Our last-but-not-least stop on the Caucasus itinerary was Baku, the glamorous and cosmopolitan capital of oil-rich Azerbaijan on the shores of the Caspian Sea. "The new Dubai," Tepper calls it, "but with history and character." He wasn't exaggerating when he said it was like nowhere else. Air connections from Tbilisi are frequent and easy, as are those from Istanbul or Moscow, making it an interesting add-on to a longer itinerary (13-hour, nonstop flights from Baku to New York on Airbus-340s with the national carrier Azerbaijan Airlines began in late 2014). Since its independence in 1991, Azerbaijan has been using its ample petro dollars to become the economic engine of the region as well as a fledging cultural center, and if its dazzling array of futuristic architecture and urban planning is any indication, the pace of trailblazing has hit warp speed.
I flew into an airport that would not have been out of place in Qatar and was whisked along a waterfront boulevard lined with parks, splashing fountains and recently opened luxury shops, including Celine, Tom Ford, Ferragamo and Versace. My destination was the new Four Seasons Baku, which could effortlessly keep company with any of Paris' deluxe palace hotels.
A guestroom of the Four Seasons Baku in Azerbaijan. The new property could keep company with any of Paris’ deluxe palace hotels, and is just steps from the Old City, which was recognized in 2000 as a UNESCO World Heritage Site. Photo Credit: Paul Thuysbaert
This is Azerbaijan's second oil boom. At the turn of the 19th century, the country was the world's largest oil producer, attracting Russian and European investment. The Rothschilds and Nobel brothers (brother Albert of Nobel Prize fame would stay behind in Norway) together with local "oil barons" built opulent mansions thanks to immense fortunes amassed by Azeri oil.

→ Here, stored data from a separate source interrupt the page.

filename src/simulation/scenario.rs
//! Build fully-initialized simulation scenarios from configuration
//!
//! Takes a validated `ScenarioConfig` (YAML-facing) and produces a runtime
//! `Scenario` containing:
//! - run parameters (`RunParameters`)
//! - the level (`Level`: ensemble at t = 0 plus labels and colors)
//!
//! Levels come either from the `LevelGenerator` or from an explicit list of
//! bodies in the config.

use crate::configuration::config::{BodyConfig, ScenarioConfig, SystemConfig};
use crate::error::{SimError, SimResult};
use crate::levels::generator::{Level, LevelGenerator};
use crate::simulation::engine::Simulation;
use crate::simulation::params::RunParameters;
use crate::simulation::states::{Ensemble, NVec3};

/// Runtime bundle built from a [`ScenarioConfig`]
#[derive(Debug, Clone)]
pub struct Scenario {
    pub parameters: RunParameters,
    pub level: Level,
}

impl Scenario {
    /// Build from config. A `seed` in the config overrides the generator's
    /// own randomness.
    pub fn build_scenario(
        cfg: ScenarioConfig,
        generator: &mut LevelGenerator,
    ) -> SimResult<Self> {
        cfg.validate()?;

        let run = &cfg.run;
        let parameters = RunParameters::new(run.time_frame, run.time_step, run.output_interval);

        let level = match (cfg.level, cfg.system) {
            (Some(id), _) => match cfg.seed {
                Some(seed) => LevelGenerator::with_seed(seed).generate_level(&id)?,
                None => generator.generate_level(&id)?,
            },
            (None, Some(system)) => level_from_system(system)?,
            (None, None) => {
                return Err(SimError::config("one of `level` or `system` is required"));
            }
        };

        Ok(Self { parameters, level })
    }

    /// Hand the ensemble over to a runner
    pub fn into_simulation(self) -> (Simulation, RunParameters) {
        (Simulation::new(self.level.ensemble), self.parameters)
    }
}

fn level_from_system(system: SystemConfig) -> SimResult<Level> {
    let n = system.bodies.len();

    // BodyConfig -> aligned arrays, index i is body i everywhere
    let positions: Vec<NVec3> = system
        .bodies
        .iter()
        .map(|bc: &BodyConfig| NVec3::from_column_slice(&bc.x))
        .collect();
    let velocities: Vec<NVec3> = system
        .bodies
        .iter()
        .map(|bc| NVec3::from_column_slice(&bc.v))
        .collect();
    let masses: Vec<f64> = system.bodies.iter().map(|bc| bc.m).collect();

    let labels = system
        .bodies
        .iter()
        .enumerate()
        .map(|(i, bc)| bc.label.clone().unwrap_or_else(|| format!("Body {}", i + 1)))
        .collect();
    let colors = system
        .bodies
        .iter()
        .map(|bc| bc.color.clone().unwrap_or_else(|| "white".to_string()))
        .collect();

    let mut ensemble = Ensemble::new(n, positions, velocities, masses, system.g)?;
    if system.recenter {
        ensemble.recenter_to_zero_momentum_origin();
    }

    Ok(Level { ensemble, labels, colors, legend: true })
}
pub mod error;
pub mod simulation;
pub mod levels;
pub mod configuration;
pub mod benchmark;

pub use error::{SimError, SimResult};

pub use simulation::states::{Ensemble, NVec3};
pub use simulation::forces::{accelerations, compute_accelerations};
pub use simulation::integrator::euler_cromer_step;
pub use simulation::params::RunParameters;
pub use simulation::history::History;
pub use simulation::engine::Simulation;
pub use simulation::scenario::Scenario;

pub use levels::generator::{Level, LevelGenerator, LevelId, G_AU_DAY_MSUN, EARTH_MASS, SUN_MASS};
pub use levels::kepler::keplerian_state;

pub use configuration::config::{RunConfig, BodyConfig, SystemConfig, ScenarioConfig};

pub use benchmark::benchmark::{bench_gravity, bench_run};
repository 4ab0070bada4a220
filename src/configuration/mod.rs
pub mod config;
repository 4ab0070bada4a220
//! Simulation runner
//!
//! Owns an `Ensemble` for the duration of a run together with its
//! acceleration scratch buffer, advances it with fixed Euler-Cromer steps and
//! records snapshots into a `History`.

use log::{debug, trace};

use super::history::History;
use super::integrator::euler_cromer_step;
use super::params::RunParameters;
use super::states::{Ensemble, NVec3};

#[derive(Debug, Clone)]
pub struct Simulation {
    ensemble: Ensemble,
    accel: Vec<NVec3>, // scratch, recomputed every step
}

impl Simulation {
    pub fn new(ensemble: Ensemble) -> Self {
        let accel = vec![NVec3::zeros(); ensemble.count()];
        Self { ensemble, accel }
    }

    pub fn ensemble(&self) -> &Ensemble {
        &self.ensemble
    }

    pub fn into_ensemble(self) -> Ensemble {
        self.ensemble
    }

    /// Accelerations computed by the most recent step
    pub fn last_accelerations(&self) -> &[NVec3] {
        &self.accel
    }

    /// Advance the ensemble by one fixed step
    pub fn step(&mut self, dt: f64) {
        euler_cromer_step(&mut self.ensemble, dt, &mut self.accel);
    }

    /// Run for `time_frame`, stepping by `time_step` and snapshotting roughly
    /// every `output_interval`.
    ///
    /// Snapshot 0 is the current state at t = 0. After step `k` the simulated
    /// time is `k * time_step`; a snapshot is taken whenever that time reaches
    /// or passes the next scheduled output time, so recorded times are the
    /// first step-aligned instant at or after each multiple of
    /// `output_interval`. Time parameters are assumed positive and finite.
    pub fn run(&mut self, time_frame: f64, time_step: f64, output_interval: f64) -> History {
        self.run_with(&RunParameters::new(time_frame, time_step, output_interval))
    }

    pub fn run_with(&mut self, params: &RunParameters) -> History {
        let num_steps = params.num_steps();
        let mut history = History::with_capacity(params.snapshot_estimate());

        debug!(
            "run: {} bodies, {} steps of {}, output every {}",
            self.ensemble.count(),
            num_steps,
            params.time_step,
            params.output_interval
        );

        // Initial conditions
        history.record(&self.ensemble.positions, &self.ensemble.velocities, 0.0);

        let mut output_count: usize = 1;
        let mut next_output_time = output_count as f64 * params.output_interval;

        for step in 1..=num_steps {
            self.step(params.time_step);

            // Derived from the step count, never accumulated
            let current_time = params.time_at(step);

            if current_time >= next_output_time {
                history.record(&self.ensemble.positions, &self.ensemble.velocities, current_time);
                trace!("snapshot {} at t = {}", output_count, current_time);

                output_count += 1;
                next_output_time = output_count as f64 * params.output_interval;
            }
        }

        debug!("run: recorded {} snapshots", history.len());
        history
    }
}
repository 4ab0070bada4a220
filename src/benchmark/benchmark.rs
use std::time::Instant;

use crate::error::SimResult;
use crate::simulation::engine::Simulation;
use crate::simulation::forces::compute_accelerations;
use crate::simulation::states::{Ensemble, NVec3};

// System sizes to test, from a binary up to well past what levels generate
const SIZES: [usize; 7] = [2, 4, 8, 15, 32, 64, 128];

/// Helper to build a deterministic ensemble of size `n`
fn make_ensemble(n: usize) -> SimResult<Ensemble> {
    let mut positions = Vec::with_capacity(n);
    let mut velocities = Vec::with_capacity(n);

    for i in 0..n {
        let i_f = i as f64;
        // deterministic positions, no rand needed
        positions.push(NVec3::new(
            (i_f * 0.37).sin() * 5.0 + i_f * 0.01,
            (i_f * 0.13).cos() * 5.0,
            (i_f * 0.07).sin() * 5.0,
        ));
        velocities.push(NVec3::new(-(i_f * 0.13).cos(), (i_f * 0.37).sin(), 0.0) * 0.01);
    }

    let masses = vec![1.0; n];
    Ensemble::new(n, positions, velocities, masses, 2.959122e-4)
}

/// Time one acceleration evaluation per size
pub fn bench_gravity() -> SimResult<()> {
    println!("N,accel_us");

    for n in SIZES {
        let ens = make_ensemble(n)?;
        let mut out = vec![NVec3::zeros(); n];
        let reps = 1000;

        // Warm up
        compute_accelerations(&ens, &mut out);

        let t0 = Instant::now();
        for _ in 0..reps {
            compute_accelerations(&ens, &mut out);
        }
        let us = t0.elapsed().as_secs_f64() * 1e6 / reps as f64;

        println!("{},{:.3}", n, us);
    }
    Ok(())
}

/// Time a full run (10k steps, 100 snapshots) per size
pub fn bench_run() -> SimResult<()> {
    println!("N,run_ms,snapshots");

    for n in SIZES {
        let mut sim = Simulation::new(make_ensemble(n)?);

        let t0 = Instant::now();
        let history = sim.run(100.0, 0.01, 1.0);
        let ms = t0.elapsed().as_secs_f64() * 1000.0;

        println!("{},{:.3},{}", n, ms, history.len());
    }
    Ok(())
}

Their philanthropy was responsible for a Monte Carlo-inspired opera house that was the first in the Muslim world.
The mazelike Old City was kept intact within its crenellated, honey-colored limestone walls and in 2000 was recognized as a Unesco World Heritage Site. It has a lived-in energy, home to some 1,000 residents and provides the nicest way to spend an afternoon wandering its winding alleys, shopping for carpets and visiting mini-mosques, a 15th century palace complex and ancient caravanserais, some of which have been converted into atmospheric restaurants where local dishes (a delicious mixture of Caucasian, Turkish and Iranian influences) can be enjoyed.
From here, and just about everywhere, you can see the three new skyscrapers shaped like flames (one of them houses a Fairmont hotel). It is said that Azerbaijan translates from Persian as "The Land of Fire," and Zoroastrianism, the ancient religion of fire worship, was practiced here.
Azerbaijan is an Islamic state, although resolutely secular, and relaxed dress is the norm (think miniskirts and platform shoes). Young couples hold hands at Parisian-style cafes, defying Muslim stereotypes. Most visitors come for special events, such as the prestigious inaugural European Games that were taking place during my stay in mid-June. Much of the futuristic architecture on view was completed in time to impress delegates from 40 European countries and the media that followed them. Without a doubt, one of the most eye-catching is the Heydar Aliyev Center by Iraqi-British architect Zaha Hadid, a concert hall and exhibition space that has been likened to a space-age Bedouin tent.
Nearby, the new home of the Azerbaijan Carpet Museum resembles the shape of a rolled-up carpet. Within the last three years, a host of five-star hotels have opened to accommodate some of the 2 million tourists who arrived in 2014. The Four Seasons is, hands down, the classiest, a calm oasis in a land of over-the-top glamour and glitz.